Can Prostate Cancer Cause Testicular Cancer?

  • Filter
  • Time
  • Show
Clear All
new posts

    Can Prostate Cancer Cause Testicular Cancer?

    Justin Harman, M.D.
    Urological Oncologist

    Over the past four decades, testicular cancer has equaled - and probably surpassed - Hodgkin's disease as the number one cancer in young men between the ages of 15 and 34. Overall, it is still a rare neoplasm; 1 percent of all male cancers are testicular, with an incidence of two per 100,000 in the adult male population. In teenagers and young men, however, the incidence may be as high as one in 10,000, and it may be slowly increasing. The American Cancer Society estimates by 1999, there will be about 7,400 new cases of testicular cancer that will be diagnosed in the United States, and an estimated 300 men will die of testicular cancer.

    Men with undescended testicles are at greatest risk for testicular cancer. About 10 percent of all men with testicular cancer have a history of cryptorchidism or an undescended testicle. Men with undescended testicles have 10 to 40 times the risk of developing a malignancy - one tumor per every 2,000 undescended testes.

    For unknown reasons, Caucasians are four times more likely than non-Caucasians to have testicular cancer. The vast majority of testicular cancers in young people are seminomatous. If the tumor is found early and treated by surgical removal of the testis, possibly in combination with radiation, the prognosis is excellent. In fact, with the success rates in early-stage seminomas rapidly approaching 100 percent, oncologists now describe testicular cancer as a curable neoplasm.

    The most common types of testicular cancer are seminoma and nonseminoma. Seminomas make up about 40 percent of all cases. These are more sensitive to radiation treatment. Nonseminomas are actually a group of cancers. They include choriocarcinoma, embryonal carcinoma, teratoma and yolk sac tumors. Each of these major testicular cancers grow and spread differently and are treated differently.

    Ninety-five percent of all primary testicular tumors arise from germinal elements. Nongerminal elements, Sertoli and Leydig cells, account for roughly 5 percent of all primary testicular tumors.

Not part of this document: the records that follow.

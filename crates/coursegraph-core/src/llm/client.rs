//! OpenAI-compatible LLM client
//!
//! Provides:
//! - Schema-constrained chat completions ([`StructuredCompletion`])
//! - Batch embeddings ([`EmbeddingClient`])
//! - Rate limit handling with exponential backoff

use std::time::Duration;

use async_trait::async_trait;
use rand::Rng;
use reqwest::Client as HttpClient;
use serde_json::Value;
use tracing::{debug, warn};

use crate::config::LlmConfig;
use crate::domain::knowledge::{EmbeddingClient, StructuredCompletion};
use crate::error::{Error, Result};

use super::json::{extract_json_from_response, missing_required_fields};
use super::types::{ChatRequest, ChatResponse, EmbeddingRequest, EmbeddingResponse, Message};

/// Maximum number of attempts for rate-limited requests
const MAX_RETRY_ATTEMPTS: u32 = 4;

/// Base delay for exponential backoff (in milliseconds)
const BACKOFF_BASE_MS: u64 = 1000;

const DEFAULT_EMBEDDING_MODEL: &str = "text-embedding-3-small";

/// HTTP client for chat completions and embeddings
#[derive(Clone)]
pub struct LlmClient {
    http_client: HttpClient,
    config: LlmConfig,
    api_key: String,
    embedding_model: String,
}

impl std::fmt::Debug for LlmClient {
    fn fmt(&self, f: &mut std::fmt::Formatter<'_>) -> std::fmt::Result {
        f.debug_struct("LlmClient")
            .field("base_url", &self.config.base_url)
            .field("default_model", &self.config.default_model)
            .field("embedding_model", &self.embedding_model)
            .finish()
    }
}

/// Builder for creating an LlmClient
#[derive(Default)]
pub struct LlmClientBuilder {
    config: Option<LlmConfig>,
    api_key: Option<String>,
    base_url: Option<String>,
    embedding_model: Option<String>,
    timeout_secs: Option<u64>,
}

impl LlmClientBuilder {
    pub fn new() -> Self {
        Self::default()
    }

    pub fn config(mut self, config: LlmConfig) -> Self {
        self.config = Some(config);
        self
    }

    pub fn api_key(mut self, api_key: impl Into<String>) -> Self {
        self.api_key = Some(api_key.into());
        self
    }

    /// Override the configured base URL
    pub fn base_url(mut self, url: impl Into<String>) -> Self {
        self.base_url = Some(url.into());
        self
    }

    pub fn embedding_model(mut self, model: impl Into<String>) -> Self {
        self.embedding_model = Some(model.into());
        self
    }

    pub fn timeout_secs(mut self, secs: u64) -> Self {
        self.timeout_secs = Some(secs);
        self
    }

    pub fn build(self) -> Result<LlmClient> {
        let mut config = self.config.unwrap_or_default();
        let api_key = self
            .api_key
            .ok_or_else(|| Error::LlmError("API key is required".to_string()))?;
        if let Some(base_url) = self.base_url {
            config.base_url = base_url;
        }
        config.base_url = config.base_url.trim_end_matches('/').to_string();

        let timeout_secs = self.timeout_secs.unwrap_or(config.timeout_secs);
        let http_client = HttpClient::builder()
            .timeout(Duration::from_secs(timeout_secs))
            .build()
            .map_err(Error::NetworkError)?;

        Ok(LlmClient {
            http_client,
            config,
            api_key,
            embedding_model: self
                .embedding_model
                .unwrap_or_else(|| DEFAULT_EMBEDDING_MODEL.to_string()),
        })
    }
}

impl LlmClient {
    pub fn new(config: LlmConfig, api_key: impl Into<String>) -> Result<Self> {
        LlmClientBuilder::new().config(config).api_key(api_key).build()
    }

    /// Build from configuration, reading the key from the environment
    pub fn from_env(config: LlmConfig, embedding_model: impl Into<String>) -> Result<Self> {
        let api_key = config
            .resolved_api_key()
            .map_err(|e| Error::ConfigError(e.to_string()))?
            .ok_or_else(|| Error::LlmError("No API key in the environment".to_string()))?;
        LlmClientBuilder::new()
            .config(config)
            .api_key(api_key)
            .embedding_model(embedding_model)
            .build()
    }

    pub fn builder() -> LlmClientBuilder {
        LlmClientBuilder::new()
    }

    pub fn default_model(&self) -> &str {
        &self.config.default_model
    }

    /// Send a chat request and return the first choice's content
    pub async fn chat(&self, messages: Vec<Message>, json_mode: bool) -> Result<String> {
        let mut request = ChatRequest::new(&self.config.default_model, messages)
            .with_temperature(self.config.temperature)
            .with_max_tokens(self.config.max_tokens);
        if json_mode {
            request = request.json_mode();
        }

        let response: ChatResponse = self.post_json("chat/completions", &request).await?;
        if let Some(usage) = &response.usage {
            debug!(
                model = %response.model,
                input_tokens = usage.prompt_tokens,
                output_tokens = usage.completion_tokens,
                "Chat completion finished"
            );
        }
        response
            .content()
            .map(str::to_string)
            .ok_or_else(|| Error::LlmError("Empty response from API".to_string()))
    }

    /// POST `body` to `{base_url}/{path}`, retrying on 429
    async fn post_json<B, R>(&self, path: &str, body: &B) -> Result<R>
    where
        B: serde::Serialize + ?Sized,
        R: serde::de::DeserializeOwned,
    {
        let url = format!("{}/{}", self.config.base_url, path);
        let mut attempts = 0;

        loop {
            attempts += 1;
            let response = self
                .http_client
                .post(&url)
                .bearer_auth(&self.api_key)
                .json(body)
                .send()
                .await
                .map_err(Error::NetworkError)?;

            let status = response.status();
            if status.is_success() {
                return response
                    .json()
                    .await
                    .map_err(|e| Error::LlmError(format!("Failed to parse response: {}", e)));
            }

            let body_text = response.text().await.unwrap_or_default();
            if status.as_u16() == 429 && attempts < MAX_RETRY_ATTEMPTS {
                let backoff = calculate_backoff(attempts, extract_retry_after(&body_text).unwrap_or(0));
                warn!(attempt = attempts, wait_ms = backoff, "Rate limited, retrying after backoff");
                tokio::time::sleep(Duration::from_millis(backoff)).await;
                continue;
            }
            return Err(error_for_status(status, &body_text));
        }
    }
}

#[async_trait]
impl StructuredCompletion for LlmClient {
    async fn complete(&self, prompt: &str, schema: &Value) -> Result<Value> {
        let messages = vec![
            Message::system(format!(
                "Respond with a single JSON object matching this JSON schema:\n{}",
                schema
            )),
            Message::user(prompt),
        ];
        let content = self.chat(messages, true).await?;

        let json = extract_json_from_response(&content);
        let value: Value = serde_json::from_str(&json)
            .map_err(|e| Error::SchemaViolation(format!("Response is not JSON: {}", e)))?;
        let missing = missing_required_fields(schema, &value);
        if !missing.is_empty() {
            return Err(Error::SchemaViolation(format!("Missing fields: {}", missing.join(", "))));
        }
        Ok(value)
    }
}

#[async_trait]
impl EmbeddingClient for LlmClient {
    async fn embed(&self, texts: &[String]) -> Result<Vec<Vec<f32>>> {
        if texts.is_empty() {
            return Ok(Vec::new());
        }
        let request = EmbeddingRequest {
            model: self.embedding_model.clone(),
            input: texts.to_vec(),
        };
        debug!(model = %request.model, inputs = texts.len(), "Sending embedding request");

        let response: EmbeddingResponse = self
            .post_json("embeddings", &request)
            .await
            .map_err(|e| match e {
                Error::LlmError(msg) => Error::EmbeddingFailed(msg),
                other => other,
            })?;
        let vectors = response.into_vectors();
        if vectors.len() != texts.len() {
            return Err(Error::EmbeddingFailed(format!(
                "Expected {} vectors, got {}",
                texts.len(),
                vectors.len()
            )));
        }
        Ok(vectors)
    }
}

fn error_for_status(status: reqwest::StatusCode, body: &str) -> Error {
    match status.as_u16() {
        401 => Error::LlmError("Unauthorized: invalid API key".to_string()),
        429 => Error::LlmError("Rate limited after retries".to_string()),
        400 => Error::LlmError(format!("Bad request: {}", body)),
        404 => Error::LlmError(format!("Model not found or endpoint unavailable: {}", body)),
        500..=599 => Error::LlmError(format!("Server error ({}): {}", status, body)),
        _ => Error::LlmError(format!("HTTP error {}: {}", status, body)),
    }
}

/// Backoff delay with up to 10% jitter
fn calculate_backoff(attempt: u32, suggested_wait_secs: u64) -> u64 {
    let base = BACKOFF_BASE_MS.saturating_mul(1 << (attempt - 1).min(16));
    let delay = base.max(suggested_wait_secs.saturating_mul(1000));
    let jitter = (delay / 10).max(1);
    delay + rand::thread_rng().gen_range(0..jitter)
}

/// Extract retry-after seconds from an error body
fn extract_retry_after(body: &str) -> Option<u64> {
    let json = serde_json::from_str::<Value>(body).ok()?;
    json.get("retry_after")
        .or_else(|| json.get("error").and_then(|e| e.get("retry_after")))
        .and_then(Value::as_u64)
}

    Germinal neoplasms are traditionally divided into seminomas and a variety of other types of germinal neoplasms, known collectively as nonseminomatous germ cell tumors. A number of prognostic classification schemes are in use for metastatic nonseminomatous testicular cancer and primary extragonadal nonseminomatous germ cell cancers treated with chemotherapy.


    The cause of testicular cancer is not known.


    Testicular cancer can cause a number of symptoms. Men should look for these warning signs:

    lump in either testicle
    enlargement of a testicle
    a feeling of heaviness in the scrotum
    a dull ache in the lower abdomen or the groin
    a sudden collection of fluid in the scrotum
    pain or discomfort in a testicle or the scrotum
    enlargement or tenderness of the breasts.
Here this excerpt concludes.